Generalized linear regression training

Perform generalized linear regression to generate predictions, or to model the relationship of a dependent variable to a set of explanatory variables. Identifying and measuring relationships can lead to a better understanding of what is happening in a place, a prediction that something might happen in a place, or an investigation into why something happened in the place where it happened. The regression model extends the distribution of dependent variable to exponential distribution (Gaussian distribution, Bernoulli distribution, Poisson distribution), and can deal with the regression analysis of some common discrete and continuous random variables, especially the attribute data and discrete data. It has advantages in solving the problem of discontinuous and non-numerical variables.

The data Training Procedure of the generalized linear regression method can be used to obtain the corresponding model according to the data characteristics, and then used for prediction.

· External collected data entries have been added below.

//! `networking.k8s.io/v1` Ingresses

use super::{api_resource, apply_dns_probe, convert, Definition, ParentRef, STATUS_OK};
use crate::{config::Config, endpoint::Endpoint};
use k8s_openapi::api::networking::v1::Ingress;
use kube::ResourceExt;

/// The legacy annotation naming an ingress's class
const CLASS_ANNOTATION: &str = "kubernetes.io/ingress.class";

pub fn definition() -> Definition<Ingress> {
    Definition {
        resource: api_resource("networking.k8s.io", "v1", "Ingress", "ingresses"),
        convert: convert::<Ingress>,
        auto_enabled,
        filter: Some(filter),
        extract_url: Some(extract_url),
        assign_conditions: Some(assign_conditions),
        apply_guarded: Some(apply_guarded),
        group: Some(class),
        parent: Some(parent),
    }
}

fn auto_enabled(config: &Config) -> bool {
    config.auto_ingress
}

fn filter(ing: &Ingress, config: &Config) -> bool {
    match config.ingress_class.as_deref() {
        Some(expected) => class(ing).as_deref() == Some(expected),
        None => true,
    }
}

/// Returns the ingress's class, preferring `spec.ingressClassName` over the
/// legacy annotation.
fn class(ing: &Ingress) -> Option<String> {
    ing.spec
        .as_ref()
        .and_then(|spec| spec.ingress_class_name.clone())
        .or_else(|| ing.annotations().get(CLASS_ANNOTATION).cloned())
        .filter(|class| !class.is_empty())
}

fn first_host(ing: &Ingress) -> Option<&str> {
    ing.spec
        .as_ref()?
        .rules
        .as_ref()?
        .iter()
        .filter_map(|rule| rule.host.as_deref())
        .find(|host| !host.is_empty())
}

/// Hosts listed in a TLS entry are monitored over HTTPS.
fn extract_url(ing: &Ingress) -> String {
    let host = match first_host(ing) {
        Some(host) => host,
        None => return String::new(),
    };
    if host.starts_with("http://") || host.starts_with("https://") {
        return host.to_string();
    }

    let tls = ing
        .spec
        .as_ref()
        .and_then(|spec| spec.tls.as_ref())
        .into_iter()
        .flatten()
        .filter_map(|tls| tls.hosts.as_ref())
        .flatten()
        .any(|h| h == host);
    let scheme = if tls { "https" } else { "http" };
    format!("{scheme}://{host}")
}

fn assign_conditions(_: &Config, _: &Ingress, ep: &mut Endpoint) {
    ep.conditions = vec![STATUS_OK.to_string()];
}

fn apply_guarded(ing: &Ingress, ep: &mut Endpoint) {
    apply_dns_probe(first_host(ing).unwrap_or_default(), ep);
}

/// Ingresses inherit annotations from their `IngressClass`.
fn parent(ing: &Ingress) -> Option<ParentRef> {
    Some(ParentRef {
        resource: api_resource("networking.k8s.io", "v1", "IngressClass", "ingressclasses"),
        namespace: None,
        name: class(ing)?,
    })
}

#[cfg(test)]
mod test {
    use super::*;
    use crate::resources::Handler;

    fn ingress(value: serde_json::Value) -> Ingress {
        serde_json::from_value(value).expect("ingress must parse")
    }

    fn web() -> Ingress {
        ingress(serde_json::json!({
            "apiVersion": "networking.k8s.io/v1",
            "kind": "Ingress",
            "metadata": { "name": "web", "namespace": "apps" },
            "spec": {
                "ingressClassName": "nginx",
                "rules": [{ "http": { "paths": [] } }, { "host": "web.example.com" }],
                "tls": [{ "hosts": ["web.example.com"], "secretName": "web-tls" }]
            }
        }))
    }

    #[test]
    fn url_scheme_follows_tls() {
        assert_eq!(extract_url(&web()), "https://web.example.com");

        let plain = ingress(serde_json::json!({
            "apiVersion": "networking.k8s.io/v1",
            "kind": "Ingress",
            "metadata": { "name": "web" },
            "spec": {
                "rules": [{ "host": "web.example.com" }],
                "tls": [{ "hosts": ["other.example.com"] }]
            }
        }));
        assert_eq!(extract_url(&plain), "http://web.example.com");

        let hostless = ingress(serde_json::json!({
            "apiVersion": "networking.k8s.io/v1",
            "kind": "Ingress",
            "metadata": { "name": "web" },
            "spec": { "rules": [{ "host": "" }] }
        }));
        assert_eq!(extract_url(&hostless), "");
    }

    #[test]
    fn class_falls_back_to_annotation() {
        assert_eq!(class(&web()).as_deref(), Some("nginx"));

        let legacy = ingress(serde_json::json!({
            "apiVersion": "networking.k8s.io/v1",
            "kind": "Ingress",
            "metadata": {
                "name": "web",
                "annotations": { "kubernetes.io/ingress.class": "traefik" }
            },
            "spec": {}
        }));
        assert_eq!(class(&legacy).as_deref(), Some("traefik"));
        assert_eq!(
            parent(&legacy).map(|p| (p.name, p.namespace)),
            Some(("traefik".to_string(), None))
        );
    }

    #[test]
    fn filters_by_class() {
        let handler = Handler::new(definition());
        let mut config = Config::default();
        assert!(handler.should_process(&web(), &config));

        config.ingress_class = Some("nginx".to_string());
        assert!(handler.should_process(&web(), &config));

        config.ingress_class = Some("traefik".to_string());
        assert!(!handler.should_process(&web(), &config));
    }

    #[test]
    fn guarded_probe() {
        let mut ep = Endpoint::new("web", "https://web.example.com", "1m");
        ep.guarded = true;
        Handler::new(definition()).apply_template(&Config::default(), &web(), &mut ep);
        assert_eq!(ep.url, "1.1.1.1");
        assert_eq!(
            ep.dns.get("query-name").and_then(|v| v.as_str()),
            Some("web.example.com")
        );
    }
}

When creating a generalized linear regression training task, you need to set the following parameters:

Training Dataset: required parameter. The Dataset to be trained accesses Connection Info, including Data Type, Connect Parameter, Dataset name, etc. You can connect HBase data, dsf data, and Local Data.
Data Query Conditions: optional parameter; the specified data can be filtered out for corresponding analysis according to the Query Conditions; attribute conditions and Spatial Query are supported. E.g. SmID <100 and BBOX(the_geom, 120,30,121,31)。
Explanatory Fields: a required parameter, the field list of explanatory variables, that is, independent variables. Enter the name of the One or More Field of the training Dataset as the explanatory variable of the model, which can help predict the value or category.
Modeling field: a required parameter, namely the dependent variable, the value of the model to be trained. This field corresponds to a known (trained) value of a variable that will be used to make predictions at unknown locations.
Model Type: required parameter, regression type is Gaussian model "Gaussian", Logistic model "Logistic", Poisson model "Poisson". The Model type should be selected based on how the dependent variable is measured and summarized and the range of values it contains.
Distance explanatory variable Dataset: optional parameter, supports point, line and Region Dataset, calculates the Closest distance between the elements of the given Dataset and the elements in the training Dataset, and automatically creates a list of explanatory variables.
Model Save Directory: optional parameter; save the model with good Training Result to this address. If it is empty, the Model will not be saved.

After executing the training task, the following Result Parameter is output:

Variable: The Field array of the generalized linear regression model, which refers to the field of the independent variable in the training model.
coefficient: regression coefficient.
Coefficient Standard Errors: Standard errors of regression coefficients and intercepts.
TStatistic: T-statistic of regression coefficient and intercept.
probability: probability of regression coefficient and intercept.
AIC: AIC criterion of the model (minimum information criterion). Can be used to test model performance and compare regression models. Given the complexity of the model, a model with a lower AIC value will fit the data better. AIC is not an absolute measure of goodness of fit, but is useful for comparing models that apply to the same dependent variable and have different explanatory variables.
dispersion: dispersion of generalized linear regression model.
degree sOfFreedom: degree of freedom.
residualD egree OfFreedomNull: residual degrees of freedom for the null model.
re sidualD egree Of Freedom: residual degrees of freedom.